Another instance where Snow White and The Huntsman nailed it was in the mirror scene with the creation of the man from the mirror. We all know the famous Snow White evil queen line, “Mirror, mirror, on the wall. Who’s the fairest of them all?” Of all of the movies who have said that line and done that scene, SW and The Huntsman does it best.  This is entirely in part to the CGI’s. In the film, the mirror is a gold plaque on the wall. The evil queen asks the question and the gold melts. This melting is entirely special effect, computer generated imagery. The gold melts down and then grows into a full fledge man, covered by the gold. It perfectly outlines a man as a sheet would. This again adds ethos, pathos, and logos. The ethos comes from the true nature of the gold. The CGI gold melts like real gold, looks like real gold, and covers the man like a real gold sheet. Another type of ethos that comes is in the new style of the mirror scene. In the typical Snow White movie, the man appears in the mirror. In Snow White and The Huntsman, and through the use of CGI’s, he is the mirror. It is credible in that it is different, it is a fresh outlook on an overdone scene, giving it believability and plausibility adding more reputation to the movie. The pathos again comes from the glamour. It is ornate and beautiful effect like the army. It truly creates a sense of awe. The logos comes from that the mirror starts as gold, and ends as gold. It makes sense.

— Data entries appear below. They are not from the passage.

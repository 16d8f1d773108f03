//! Applies client interactions to registered widgets before a render.

use pagewire_protocol::{Action, ActionPayload, SliderValue};
use tracing::{debug, warn};

use super::SessionState;
use crate::error::RequestError;
use crate::widget::{ChangeEvent, WidgetKind, WidgetValue};

/// Apply `actions` in order.
///
/// Actions for unknown widgets are logged and skipped. A payload that does
/// not fit the addressed widget fails the request.
pub fn apply_actions(session: &SessionState, actions: &[Action]) -> Result<(), RequestError> {
    for action in actions {
        apply_action(session, action)?;
    }
    Ok(())
}

fn apply_action(session: &SessionState, action: &Action) -> Result<(), RequestError> {
    let Some(handle) = session.widget(&action.key) else {
        warn!(
            session_id = %session.session_id(),
            key = %action.key,
            action = action.payload.name(),
            "No widget registered for action, skipping"
        );
        return Ok(());
    };

    let (callback, previous, value) = {
        let mut widget = handle.lock();
        let Some(value) = action_value(widget.kind(), widget.value(), action)? else {
            debug!(key = %action.key, "Action carries no value, keeping current");
            return Ok(());
        };

        let changed = widget
            .set_value(value)
            .map_err(|e| invalid(action, e.to_string()))?;
        debug!(
            session_id = %session.session_id(),
            key = %action.key,
            action = action.payload.name(),
            changed,
            "Applied action"
        );
        if !changed {
            return Ok(());
        }

        match widget.change_callback() {
            Some(callback) => (
                callback,
                widget.previous_value().clone(),
                widget.value().clone(),
            ),
            None => return Ok(()),
        }
    };

    // Invoked without the widget lock so the callback may read the widget.
    callback(&ChangeEvent {
        key: &action.key,
        args: &action.args,
        kwargs: &action.kwargs,
        previous: &previous,
        value: &value,
    });
    Ok(())
}

/// Translate an action payload into the value it sets. `None` means leave
/// the current value alone.
fn action_value(
    kind: &WidgetKind,
    current: &WidgetValue,
    action: &Action,
) -> Result<Option<WidgetValue>, RequestError> {
    let value = match (kind, &action.payload) {
        (WidgetKind::PageLink { .. }, _) => {
            return Err(invalid(action, "page links do not accept actions"));
        }
        (WidgetKind::Button { .. } | WidgetKind::LinkButton { .. }, ActionPayload::Button) => {
            WidgetValue::None
        }
        (WidgetKind::Checkbox, ActionPayload::Checkbox { value })
        | (WidgetKind::Toggle, ActionPayload::Toggle { value }) => WidgetValue::Bool(*value),
        (WidgetKind::Radio { options, .. }, ActionPayload::Radio { index })
        | (WidgetKind::Selectbox { options, .. }, ActionPayload::Selectbox { index }) => {
            check_index(action, options.len(), *index)?;
            WidgetValue::Index(*index)
        }
        (
            WidgetKind::Multiselect { options, .. },
            ActionPayload::Multiselect { selected_indices },
        ) => {
            for index in selected_indices {
                check_index(action, options.len(), *index)?;
            }
            WidgetValue::Indices(selected_indices.clone())
        }
        (
            WidgetKind::SelectSlider { options },
            ActionPayload::SelectSlider {
                lower_index,
                upper_index,
            },
        ) => {
            check_index(action, options.len(), *lower_index)?;
            check_index(action, options.len(), *upper_index)?;
            WidgetValue::IndexRange(*lower_index, *upper_index)
        }
        (WidgetKind::DateInput { .. }, ActionPayload::DateInput { from_date, to_date }) => {
            let WidgetValue::DateRange(current_from, current_to) = current else {
                return Err(invalid(action, "date input holds no date range"));
            };
            WidgetValue::DateRange(from_date.or(*current_from), to_date.or(*current_to))
        }
        (WidgetKind::TimeInput { .. }, ActionPayload::TimeInput { value }) => match value {
            Some(time) => WidgetValue::Time(*time),
            None => return Ok(None),
        },
        (WidgetKind::NumberInput { .. }, ActionPayload::NumberInput { value }) => match value {
            Some(number) => WidgetValue::Number(*number),
            None => return Ok(None),
        },
        (WidgetKind::TextInput { .. }, ActionPayload::TextInput { value }) => {
            WidgetValue::Text(value.clone())
        }
        (WidgetKind::Slider { .. }, ActionPayload::Slider { value }) => {
            if let Some(reason) = inverted_range(value) {
                return Err(invalid(action, reason));
            }
            WidgetValue::Slider(value.clone())
        }
        (kind, payload) => {
            return Err(invalid(
                action,
                format!("{} action sent to {} widget", payload.name(), kind.name()),
            ));
        }
    };
    Ok(Some(value))
}

fn check_index(action: &Action, len: usize, index: i32) -> Result<(), RequestError> {
    match usize::try_from(index) {
        Ok(i) if i < len => Ok(()),
        _ => Err(invalid(
            action,
            format!("option index {index} out of range for {len} options"),
        )),
    }
}

fn inverted_range(value: &SliderValue) -> Option<&'static str> {
    let inverted = match value {
        SliderValue::IntRange { from, to } => from > to,
        SliderValue::FloatRange { from, to } => from > to,
        SliderValue::DateRange { from, to } => from > to,
        SliderValue::TimeRange { from, to } => from > to,
        _ => false,
    };
    inverted.then_some("range start is after range end")
}

fn invalid(action: &Action, reason: impl Into<String>) -> RequestError {
    RequestError::Action {
        key: action.key.clone(),
        reason: reason.into(),
    }
}

#[cfg(test)]
mod tests {
    use std::sync::Arc;
    use std::sync::atomic::{AtomicUsize, Ordering};

    use chrono::NaiveDate;
    use pagewire_protocol::IntOrFloat;

    use super::*;
    use crate::widget::{Widget, WidgetHandle};

    fn session_with(widget: Widget) -> (SessionState, WidgetHandle) {
        let session = SessionState::new("s1".to_string(), None);
        let handle = WidgetHandle::new(widget);
        session.register_widget(handle.clone());
        (session, handle)
    }

    #[test]
    fn test_missing_widget_is_skipped() {
        let session = SessionState::new("s1".to_string(), None);
        let action = Action::new("widget_unknown", ActionPayload::Checkbox { value: true });
        apply_actions(&session, &[action]).unwrap();
    }

    #[test]
    fn test_checkbox_action_sets_value_and_fires_callback() {
        let calls = Arc::new(AtomicUsize::new(0));
        let counter = calls.clone();
        let widget = Widget::checkbox("Agree").on_change(move |event| {
            assert_eq!(event.value, &WidgetValue::Bool(true));
            assert_eq!(event.args, ["from-test".to_string()]);
            counter.fetch_add(1, Ordering::SeqCst);
        });
        let (session, handle) = session_with(widget);

        let mut action = Action::new(handle.key(), ActionPayload::Checkbox { value: true });
        action.args.push("from-test".to_string());
        apply_actions(&session, &[action.clone()]).unwrap();

        assert!(handle.changed());
        assert_eq!(handle.value(), WidgetValue::Bool(true));
        assert_eq!(calls.load(Ordering::SeqCst), 1);

        // Same value again: no change, no callback.
        handle.update(|w| w.reset_changed());
        apply_actions(&session, &[action]).unwrap();
        assert!(!handle.changed());
        assert_eq!(calls.load(Ordering::SeqCst), 1);
    }

    #[test]
    fn test_button_click_always_changes() {
        let (session, handle) = session_with(Widget::button("Go"));
        let click = Action::new(handle.key(), ActionPayload::Button);

        apply_actions(&session, &[click.clone()]).unwrap();
        assert!(handle.changed());
        handle.update(|w| w.reset_changed());
        apply_actions(&session, &[click]).unwrap();
        assert!(handle.changed());
    }

    #[test]
    fn test_mismatched_action_fails() {
        let (session, handle) = session_with(Widget::checkbox("Agree"));
        let action = Action::new(
            handle.key(),
            ActionPayload::TextInput {
                value: "nope".to_string(),
            },
        );

        let err = apply_actions(&session, &[action]).unwrap_err();
        assert!(matches!(err, RequestError::Action { ref key, .. } if key == handle.key()));
    }

    #[test]
    fn test_page_link_rejects_actions() {
        let (session, handle) = session_with(Widget::page_link("Home", "home"));
        let action = Action::new(handle.key(), ActionPayload::Button);
        assert!(matches!(
            apply_actions(&session, &[action]),
            Err(RequestError::Action { .. })
        ));
    }

    #[test]
    fn test_out_of_range_index_fails() {
        let options = vec!["a".to_string(), "b".to_string()];
        let (session, handle) = session_with(Widget::radio("Pick", options));
        let action = Action::new(handle.key(), ActionPayload::Radio { index: 2 });
        assert!(apply_actions(&session, &[action]).is_err());
        assert!(!handle.changed());
    }

    #[test]
    fn test_date_input_merges_omitted_bound() {
        let (session, handle) = session_with(Widget::date_input("Trip"));
        let from = NaiveDate::from_ymd_opt(2024, 6, 1).unwrap();
        let to = NaiveDate::from_ymd_opt(2024, 6, 9).unwrap();

        let both = Action::new(
            handle.key(),
            ActionPayload::DateInput {
                from_date: Some(from),
                to_date: Some(to),
            },
        );
        apply_actions(&session, &[both]).unwrap();

        let new_from = NaiveDate::from_ymd_opt(2024, 6, 3).unwrap();
        let only_from = Action::new(
            handle.key(),
            ActionPayload::DateInput {
                from_date: Some(new_from),
                to_date: None,
            },
        );
        apply_actions(&session, &[only_from]).unwrap();
        assert_eq!(
            handle.value(),
            WidgetValue::DateRange(Some(new_from), Some(to))
        );
    }

    #[test]
    fn test_number_input_without_value_keeps_current() {
        let (session, handle) = session_with(Widget::number_input("Count"));
        let set = Action::new(
            handle.key(),
            ActionPayload::NumberInput {
                value: Some(IntOrFloat::Int(4)),
            },
        );
        apply_actions(&session, &[set]).unwrap();
        handle.update(|w| w.reset_changed());

        let empty = Action::new(handle.key(), ActionPayload::NumberInput { value: None });
        apply_actions(&session, &[empty]).unwrap();
        assert_eq!(handle.value(), WidgetValue::Number(IntOrFloat::Int(4)));
        assert!(!handle.changed());
    }

    #[test]
    fn test_inverted_slider_range_fails() {
        let (session, handle) = session_with(Widget::int_range_slider("Range", 0, 10));
        let action = Action::new(
            handle.key(),
            ActionPayload::Slider {
                value: SliderValue::IntRange { from: 8, to: 2 },
            },
        );
        assert!(apply_actions(&session, &[action]).is_err());
    }

    #[test]
    fn test_actions_apply_in_order() {
        let (session, handle) = session_with(Widget::text_input("Name"));
        let actions = ["a", "b", "c"].map(|v| {
            Action::new(
                handle.key(),
                ActionPayload::TextInput {
                    value: v.to_string(),
                },
            )
        });
        apply_actions(&session, &actions).unwrap();
        assert_eq!(handle.value(), WidgetValue::Text("c".to_string()));
        assert_eq!(handle.previous_value(), WidgetValue::Text("b".to_string()));
    }
}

Snow White and the Huntsman shows that special effects, particularly CGI’s, when done right, can really add to the argument of the movie. These two effects discussed added, ethos, pathos and logos, and made the movie what it is. It added glamour, and truly made it stand out as the best Snow White movie done (yet... SW&TH2 is on its way). But hey who am I to judge… although it was nominated in the category of “Best Visual Effects” at the Oscars. With that, I give Snow White and The Huntsman’s special effects 5 pickles.